### What the exercise asks
For this exercise, reproduce the entries below exactly, but only from the line containing "effective_up += if" through the line containing "let mut magnitude", both included.

### Source material

....

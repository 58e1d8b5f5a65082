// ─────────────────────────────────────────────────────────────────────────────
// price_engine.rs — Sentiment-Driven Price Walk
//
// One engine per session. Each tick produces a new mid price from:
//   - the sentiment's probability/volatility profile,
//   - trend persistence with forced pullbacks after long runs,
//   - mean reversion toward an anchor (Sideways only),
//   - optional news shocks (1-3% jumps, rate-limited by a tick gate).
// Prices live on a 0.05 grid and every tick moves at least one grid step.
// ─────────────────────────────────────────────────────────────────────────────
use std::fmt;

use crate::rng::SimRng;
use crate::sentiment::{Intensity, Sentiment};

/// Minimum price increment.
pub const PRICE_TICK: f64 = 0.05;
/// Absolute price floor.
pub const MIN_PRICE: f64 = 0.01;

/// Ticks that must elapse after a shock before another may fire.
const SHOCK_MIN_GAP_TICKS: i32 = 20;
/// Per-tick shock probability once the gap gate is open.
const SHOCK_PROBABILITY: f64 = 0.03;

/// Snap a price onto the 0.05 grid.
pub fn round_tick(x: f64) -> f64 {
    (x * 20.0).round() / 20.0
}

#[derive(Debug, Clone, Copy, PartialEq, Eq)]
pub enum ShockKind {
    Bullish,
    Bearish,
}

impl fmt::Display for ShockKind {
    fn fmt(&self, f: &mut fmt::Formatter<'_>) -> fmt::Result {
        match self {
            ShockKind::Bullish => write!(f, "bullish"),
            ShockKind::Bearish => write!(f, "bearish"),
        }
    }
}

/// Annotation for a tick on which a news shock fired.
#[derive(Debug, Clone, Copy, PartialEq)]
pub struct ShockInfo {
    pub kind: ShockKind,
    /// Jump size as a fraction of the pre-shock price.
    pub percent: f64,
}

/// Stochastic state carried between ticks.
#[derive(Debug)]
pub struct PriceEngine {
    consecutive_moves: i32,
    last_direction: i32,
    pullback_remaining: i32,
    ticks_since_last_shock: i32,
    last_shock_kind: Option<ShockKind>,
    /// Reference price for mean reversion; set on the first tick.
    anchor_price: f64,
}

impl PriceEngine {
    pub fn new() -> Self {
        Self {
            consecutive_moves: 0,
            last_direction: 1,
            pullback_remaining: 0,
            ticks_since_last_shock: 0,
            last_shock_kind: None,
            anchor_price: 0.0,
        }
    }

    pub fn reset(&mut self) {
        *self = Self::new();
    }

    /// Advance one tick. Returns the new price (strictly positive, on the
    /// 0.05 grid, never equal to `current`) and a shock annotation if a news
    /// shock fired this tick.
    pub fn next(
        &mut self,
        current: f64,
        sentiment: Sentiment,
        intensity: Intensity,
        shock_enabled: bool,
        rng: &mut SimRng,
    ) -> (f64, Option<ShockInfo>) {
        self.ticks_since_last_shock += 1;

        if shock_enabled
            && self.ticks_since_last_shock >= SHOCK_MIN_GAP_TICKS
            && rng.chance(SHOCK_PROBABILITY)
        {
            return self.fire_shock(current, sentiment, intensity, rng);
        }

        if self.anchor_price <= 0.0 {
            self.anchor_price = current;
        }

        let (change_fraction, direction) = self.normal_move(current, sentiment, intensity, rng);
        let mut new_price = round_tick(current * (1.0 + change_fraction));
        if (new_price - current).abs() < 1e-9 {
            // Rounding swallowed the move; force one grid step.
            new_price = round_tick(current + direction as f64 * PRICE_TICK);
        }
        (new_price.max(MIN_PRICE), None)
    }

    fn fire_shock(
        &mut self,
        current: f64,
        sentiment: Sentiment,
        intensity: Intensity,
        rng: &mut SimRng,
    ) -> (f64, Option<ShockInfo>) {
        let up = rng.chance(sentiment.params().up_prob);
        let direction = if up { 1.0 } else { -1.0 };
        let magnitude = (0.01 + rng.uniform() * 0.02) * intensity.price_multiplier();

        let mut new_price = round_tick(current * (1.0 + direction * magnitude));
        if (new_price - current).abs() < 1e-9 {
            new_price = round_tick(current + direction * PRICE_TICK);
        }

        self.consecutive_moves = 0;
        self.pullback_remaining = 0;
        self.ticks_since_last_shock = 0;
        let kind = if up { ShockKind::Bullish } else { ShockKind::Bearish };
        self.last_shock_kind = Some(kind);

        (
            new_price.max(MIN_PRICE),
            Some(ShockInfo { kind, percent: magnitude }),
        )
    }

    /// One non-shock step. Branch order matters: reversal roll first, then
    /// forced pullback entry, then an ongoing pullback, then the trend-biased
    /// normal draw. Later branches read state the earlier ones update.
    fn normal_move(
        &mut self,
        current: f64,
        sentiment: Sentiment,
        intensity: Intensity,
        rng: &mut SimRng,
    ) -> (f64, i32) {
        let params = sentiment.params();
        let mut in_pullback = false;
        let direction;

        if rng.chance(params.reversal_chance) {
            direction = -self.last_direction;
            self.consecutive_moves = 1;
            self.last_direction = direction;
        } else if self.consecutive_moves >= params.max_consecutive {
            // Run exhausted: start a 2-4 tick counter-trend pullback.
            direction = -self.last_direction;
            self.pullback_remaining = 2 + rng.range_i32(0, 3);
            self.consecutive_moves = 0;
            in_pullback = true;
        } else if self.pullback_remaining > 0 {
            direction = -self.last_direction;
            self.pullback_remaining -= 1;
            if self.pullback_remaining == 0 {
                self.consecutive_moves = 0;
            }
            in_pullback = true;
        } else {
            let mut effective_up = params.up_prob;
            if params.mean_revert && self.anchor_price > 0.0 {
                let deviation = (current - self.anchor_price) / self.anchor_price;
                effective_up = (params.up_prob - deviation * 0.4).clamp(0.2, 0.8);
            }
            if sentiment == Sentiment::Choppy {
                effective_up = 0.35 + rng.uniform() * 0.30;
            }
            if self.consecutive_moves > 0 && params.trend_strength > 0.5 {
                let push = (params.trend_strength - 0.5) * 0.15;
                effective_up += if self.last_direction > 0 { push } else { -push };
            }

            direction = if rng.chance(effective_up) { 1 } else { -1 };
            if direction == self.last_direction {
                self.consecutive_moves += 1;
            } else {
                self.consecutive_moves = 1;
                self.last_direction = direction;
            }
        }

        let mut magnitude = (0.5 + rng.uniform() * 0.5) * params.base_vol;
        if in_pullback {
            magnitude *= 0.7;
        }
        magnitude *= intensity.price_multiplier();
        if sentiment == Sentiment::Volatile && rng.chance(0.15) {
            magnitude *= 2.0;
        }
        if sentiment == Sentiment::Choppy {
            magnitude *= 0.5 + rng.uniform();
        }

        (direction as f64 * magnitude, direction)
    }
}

....

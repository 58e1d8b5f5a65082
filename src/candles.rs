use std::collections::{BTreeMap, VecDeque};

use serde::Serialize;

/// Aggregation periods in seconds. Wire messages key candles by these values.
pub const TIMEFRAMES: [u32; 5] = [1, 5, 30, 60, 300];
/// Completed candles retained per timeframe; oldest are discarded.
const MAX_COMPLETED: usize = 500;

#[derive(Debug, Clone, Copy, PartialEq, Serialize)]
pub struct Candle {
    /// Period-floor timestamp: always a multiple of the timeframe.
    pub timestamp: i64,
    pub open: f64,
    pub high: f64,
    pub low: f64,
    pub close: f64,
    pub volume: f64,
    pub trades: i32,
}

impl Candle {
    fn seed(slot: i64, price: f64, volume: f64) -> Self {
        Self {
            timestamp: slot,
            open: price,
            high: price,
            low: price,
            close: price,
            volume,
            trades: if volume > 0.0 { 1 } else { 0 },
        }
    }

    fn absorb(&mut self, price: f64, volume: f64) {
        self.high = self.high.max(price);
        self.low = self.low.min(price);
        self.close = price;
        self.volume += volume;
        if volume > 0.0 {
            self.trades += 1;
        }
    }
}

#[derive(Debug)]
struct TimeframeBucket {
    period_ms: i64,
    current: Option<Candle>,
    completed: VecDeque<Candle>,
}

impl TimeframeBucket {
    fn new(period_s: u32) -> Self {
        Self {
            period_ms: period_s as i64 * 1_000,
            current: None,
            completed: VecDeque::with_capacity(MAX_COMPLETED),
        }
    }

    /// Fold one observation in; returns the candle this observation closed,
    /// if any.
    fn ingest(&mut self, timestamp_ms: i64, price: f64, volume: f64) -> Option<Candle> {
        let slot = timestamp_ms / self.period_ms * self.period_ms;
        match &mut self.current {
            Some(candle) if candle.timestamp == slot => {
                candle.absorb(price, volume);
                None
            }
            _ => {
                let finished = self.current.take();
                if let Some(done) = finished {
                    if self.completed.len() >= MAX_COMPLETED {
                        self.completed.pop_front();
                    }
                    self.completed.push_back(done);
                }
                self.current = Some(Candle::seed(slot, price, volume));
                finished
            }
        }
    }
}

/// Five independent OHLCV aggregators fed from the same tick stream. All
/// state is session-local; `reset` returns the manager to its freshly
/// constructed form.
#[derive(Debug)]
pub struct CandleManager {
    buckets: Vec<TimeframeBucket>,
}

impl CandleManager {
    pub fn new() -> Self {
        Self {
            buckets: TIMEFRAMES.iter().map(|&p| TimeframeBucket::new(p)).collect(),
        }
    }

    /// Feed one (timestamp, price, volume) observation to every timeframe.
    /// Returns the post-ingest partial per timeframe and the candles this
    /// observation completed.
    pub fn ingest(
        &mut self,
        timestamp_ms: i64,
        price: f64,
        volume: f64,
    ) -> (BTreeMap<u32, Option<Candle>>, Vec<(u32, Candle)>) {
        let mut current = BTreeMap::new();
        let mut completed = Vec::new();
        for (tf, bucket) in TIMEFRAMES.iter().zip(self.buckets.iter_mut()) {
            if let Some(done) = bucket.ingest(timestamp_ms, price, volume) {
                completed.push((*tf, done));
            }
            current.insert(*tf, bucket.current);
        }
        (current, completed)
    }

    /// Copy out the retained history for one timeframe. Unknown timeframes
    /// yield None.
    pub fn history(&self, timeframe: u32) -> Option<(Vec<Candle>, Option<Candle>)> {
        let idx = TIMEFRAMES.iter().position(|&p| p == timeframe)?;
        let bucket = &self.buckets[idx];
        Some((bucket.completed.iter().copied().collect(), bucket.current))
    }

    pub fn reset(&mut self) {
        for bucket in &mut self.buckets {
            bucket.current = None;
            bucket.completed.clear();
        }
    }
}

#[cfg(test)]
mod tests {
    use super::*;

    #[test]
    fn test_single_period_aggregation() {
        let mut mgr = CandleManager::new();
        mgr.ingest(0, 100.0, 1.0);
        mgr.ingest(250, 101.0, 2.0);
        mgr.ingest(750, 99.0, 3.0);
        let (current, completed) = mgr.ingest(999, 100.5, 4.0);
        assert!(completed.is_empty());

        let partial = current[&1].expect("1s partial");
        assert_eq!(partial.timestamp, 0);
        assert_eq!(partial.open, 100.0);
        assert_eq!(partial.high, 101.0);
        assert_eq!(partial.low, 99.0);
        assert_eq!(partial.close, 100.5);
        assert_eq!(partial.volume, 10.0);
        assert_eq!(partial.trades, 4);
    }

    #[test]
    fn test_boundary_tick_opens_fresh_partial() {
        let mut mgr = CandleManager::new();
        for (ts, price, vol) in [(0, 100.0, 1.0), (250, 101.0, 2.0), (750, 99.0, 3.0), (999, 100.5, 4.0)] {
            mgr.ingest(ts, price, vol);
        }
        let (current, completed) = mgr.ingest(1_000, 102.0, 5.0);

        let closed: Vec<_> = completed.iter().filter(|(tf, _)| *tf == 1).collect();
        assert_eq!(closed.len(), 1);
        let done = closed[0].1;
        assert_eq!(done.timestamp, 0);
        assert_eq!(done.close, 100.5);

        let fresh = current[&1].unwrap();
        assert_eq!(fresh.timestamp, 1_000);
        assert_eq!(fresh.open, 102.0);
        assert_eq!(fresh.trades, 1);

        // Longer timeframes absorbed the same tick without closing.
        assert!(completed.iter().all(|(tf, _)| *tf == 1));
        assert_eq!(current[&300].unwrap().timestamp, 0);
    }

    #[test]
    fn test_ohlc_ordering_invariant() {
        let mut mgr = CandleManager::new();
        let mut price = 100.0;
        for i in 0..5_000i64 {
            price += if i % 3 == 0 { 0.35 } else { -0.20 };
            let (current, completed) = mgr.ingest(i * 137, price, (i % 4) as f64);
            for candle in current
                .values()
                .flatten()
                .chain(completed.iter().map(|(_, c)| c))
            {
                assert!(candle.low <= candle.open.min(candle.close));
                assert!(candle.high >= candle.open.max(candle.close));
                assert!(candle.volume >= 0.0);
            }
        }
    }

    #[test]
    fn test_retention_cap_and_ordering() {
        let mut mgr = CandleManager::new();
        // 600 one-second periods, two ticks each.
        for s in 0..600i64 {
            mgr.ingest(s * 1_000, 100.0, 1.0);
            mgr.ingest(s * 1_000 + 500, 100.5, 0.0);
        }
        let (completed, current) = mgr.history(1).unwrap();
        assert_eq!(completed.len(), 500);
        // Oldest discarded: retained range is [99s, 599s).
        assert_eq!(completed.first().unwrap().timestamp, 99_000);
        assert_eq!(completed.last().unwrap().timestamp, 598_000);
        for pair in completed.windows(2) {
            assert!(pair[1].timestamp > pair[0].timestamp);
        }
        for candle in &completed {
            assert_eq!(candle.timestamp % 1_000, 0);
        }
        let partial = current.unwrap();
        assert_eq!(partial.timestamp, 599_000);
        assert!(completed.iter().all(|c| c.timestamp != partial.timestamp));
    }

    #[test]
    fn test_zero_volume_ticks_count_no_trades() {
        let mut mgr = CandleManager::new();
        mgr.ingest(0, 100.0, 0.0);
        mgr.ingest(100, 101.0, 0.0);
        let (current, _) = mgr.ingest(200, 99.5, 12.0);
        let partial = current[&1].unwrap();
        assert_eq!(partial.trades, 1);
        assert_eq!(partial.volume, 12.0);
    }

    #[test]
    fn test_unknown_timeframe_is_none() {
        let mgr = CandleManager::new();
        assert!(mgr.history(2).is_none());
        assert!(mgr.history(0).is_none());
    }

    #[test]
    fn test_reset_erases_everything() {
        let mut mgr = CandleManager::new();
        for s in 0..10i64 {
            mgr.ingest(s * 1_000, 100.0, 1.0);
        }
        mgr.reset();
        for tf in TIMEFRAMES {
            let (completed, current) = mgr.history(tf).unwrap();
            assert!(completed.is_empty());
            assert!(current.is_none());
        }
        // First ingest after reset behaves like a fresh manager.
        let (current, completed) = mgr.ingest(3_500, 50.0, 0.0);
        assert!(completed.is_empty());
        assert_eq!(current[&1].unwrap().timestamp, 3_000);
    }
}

....

### Exercise result
                effective_up += if self.last_direction > 0 { push } else { -push };
            }

            direction = if rng.chance(effective_up) { 1 } else { -1 };
            if direction == self.last_direction {
                self.consecutive_moves += 1;
            } else {
                self.consecutive_moves = 1;
                self.last_direction = direction;
            }
        }

        let mut magnitude = (0.5 + rng.uniform() * 0.5) * params.base_vol;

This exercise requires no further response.